The answer should be every line below, retyped exactly.

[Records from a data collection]
───
// src/ingest/types.rs
use anyhow::Result;

/// Where a fragment came from. Page-scraped fragments pass an extra
/// navigation-trash filter before classification.
#[derive(Debug, Clone, Copy, PartialEq, Eq, serde::Serialize, serde::Deserialize)]
pub enum SourceKind {
    Page,
    Channel,
}

/// One raw scraped unit: free-form text (first line is the title
/// candidate, following lines are context), plus optional link/image.
#[derive(Debug, Clone, PartialEq, Eq, serde::Serialize, serde::Deserialize)]
pub struct Fragment {
    pub text: String,
    pub link: Option<String>,
    pub image_url: Option<String>,
    pub source_name: String,
    pub kind: SourceKind,
}

impl Fragment {
    /// The title candidate: first non-empty line of the text.
    pub fn title_line(&self) -> &str {
        self.text
            .lines()
            .map(str::trim)
            .find(|l| !l.is_empty())
            .unwrap_or("")
    }
}

#[async_trait::async_trait]
pub trait FragmentSource: Send + Sync {
    async fn fetch_fragments(&self) -> Result<Vec<Fragment>>;
    fn name(&self) -> &str;
}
───
** Solved exercise **
// src/ingest/types.rs
use anyhow::Result;

/// Where a fragment came from. Page-scraped fragments pass an extra
/// navigation-trash filter before classification.
#[derive(Debug, Clone, Copy, PartialEq, Eq, serde::Serialize, serde::Deserialize)]
pub enum SourceKind {
    Page,
    Channel,
}

/// One raw scraped unit: free-form text (first line is the title
/// candidate, following lines are context), plus optional link/image.
#[derive(Debug, Clone, PartialEq, Eq, serde::Serialize, serde::Deserialize)]
pub struct Fragment {
    pub text: String,
    pub link: Option<String>,
    pub image_url: Option<String>,
    pub source_name: String,
    pub kind: SourceKind,
}

impl Fragment {
    /// The title candidate: first non-empty line of the text.
    pub fn title_line(&self) -> &str {
        self.text
            .lines()
            .map(str::trim)
            .find(|l| !l.is_empty())
            .unwrap_or("")
    }
}

#[async_trait::async_trait]
pub trait FragmentSource: Send + Sync {
    async fn fetch_fragments(&self) -> Result<Vec<Fragment>>;
    fn name(&self) -> &str;
}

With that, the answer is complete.